26 NOVEMBER 2005, Page 37

All passion still not spent

Francis King

WHEN I GROW UP by Bernice Rubens Little, Brown, £17.99, pp. 256, ISBN 0316731277 ✆ £14.39 (plus £2.45 p&p) 0870 429 6655 From her earliest years, one attribute dominated Bernice Rubens’s life: passion. It fuelled her impressive books, her personal relationships and her reactions to the world around her. It expressed her innate generosity of spirit, but could also deprive her of the ability to consider any viewpoint contrary to her own.

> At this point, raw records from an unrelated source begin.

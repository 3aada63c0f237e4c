// Common module - shared types and utilities across all modules

pub mod cache;
pub mod config;
pub mod error;
pub mod helpers;
pub mod id_generator;
pub mod migrations;
pub mod state;
pub mod validation;

// Re-export commonly used types for convenience
pub use cache::QueryCache;
pub use config::Config;
pub use error::ApiError;
pub use helpers::{
    clean_optional, default_true, normalize_email, now_rfc3339, safe_email_log, safe_token_log,
};
pub use id_generator::{generate_id, generate_raw_id, EntityPrefix};
pub use state::AppState;
pub use validation::{ValidationResult, Validator};

/// Handle to the shared state as injected into every handler
pub type SharedState = std::sync::Arc<tokio::sync::RwLock<AppState>>;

Of such passion there is little in this posthumously published memoir. Instead, the general tone is one of valedictory tenderness. Rubens writes far more about a close-knit and much-loved clan than about her successes, first as a maker of documentary films and then as the author of 25 novels, one of which, The Elected Member, won the 1970 Booker Prize, and many of which were subsequently filmed. When she does write of her career, it is to concentrate too much, albeit in an always amusing way, on the kind of embarrassments and humiliations that every writer has been obliged to endure when asked to deliver a lecture or take part in a bookshop signing or a British Council tour.

Like the Jewish immigrants in her novel Brothers, Rubens’s father, Eli Reuben, arrived in Wales from Latvia after a Hamburg tout had conned him by selling him a ticket to Cardiff instead of to Chicago. Intensely musical, he had brought with him two violins, his only portable wealth. Whereas three of his four children became professional musicians of distinction, Bernice became an amateur one, so enthusiastic that the flats which she occupied in rapid succession (‘Jews are very good at packing,’ she remarks at one point) always contained a grand piano and a cello. Money was never plentiful; but these were people with the determination and the ability to better themselves. Bernice writes disparagingly of her youthful self, ‘I stole, I swore, I lied and I sulked.’ But one gets the impression that here already was a character bursting with idealism, intelligence and ardour.

On two occasions, however, the passion of past years disrupts the gently reminiscent mood. One of these passages deals with the Nobel laureate Elias Canetti, the other with Rubens’s husband Rudolf Nassauer. The paragraphs beginning ‘It was during that time that a Mr Elias Canetti came into our lives’ are devastating in their demolition of both the man and his work. Rubens’s conclusion that Canetti was ‘wicked, depraved, vicious and spiteful’ is one with which many people, myself included, would certainly agree. But to deny his remarkable talent seems to me perverse.

About Nassauer, also a novelist, she is almost as unsparing. Neglectful, selfish and sometimes even cruel, he had a number of affairs during their uneasy years together. When one of his mistresses had a son, the news totally devastated Rubens, who had produced two girls but never the boy that Nassauer had always wanted. A divorce followed. Some time after that divorce I met Nassauer for the first time in Rubens’s flat. Boastful, skittish and shifty in manner, he did not impress me. But it was pathetically clear that Rubens still loved him. The memoir confirms this, despite its scrupulous cataloguing of his misdemeanours and defects of character.

The blurb declares that Rubens had already completed this book by the time of her death. If that is the case, then one can only conclude that she must have lacked either the strength or the time to carry out a revision. For example, there is an amusing section devoted to the happy period when Rubens lived in Belsize Park Gardens. Because it is written in the present tense, readers will assume that this was her last place of residence. But in fact each time on the grounds that her oven had collected too much ‘crud’ (would it not have been easier and cheaper to clean the oven or have it cleaned than to up sticks?), she subsequently made three further moves. Surely an editor ought to have noticed this?

Though everything that this book reveals is of interest, its compass is maddeningly restricted. A biographer is now needed to do full justice to a life so crowded with literary achievements, transient but passionate love affairs, innumerable friendships, many brief spats and occasional bitter and long-lasting feuds.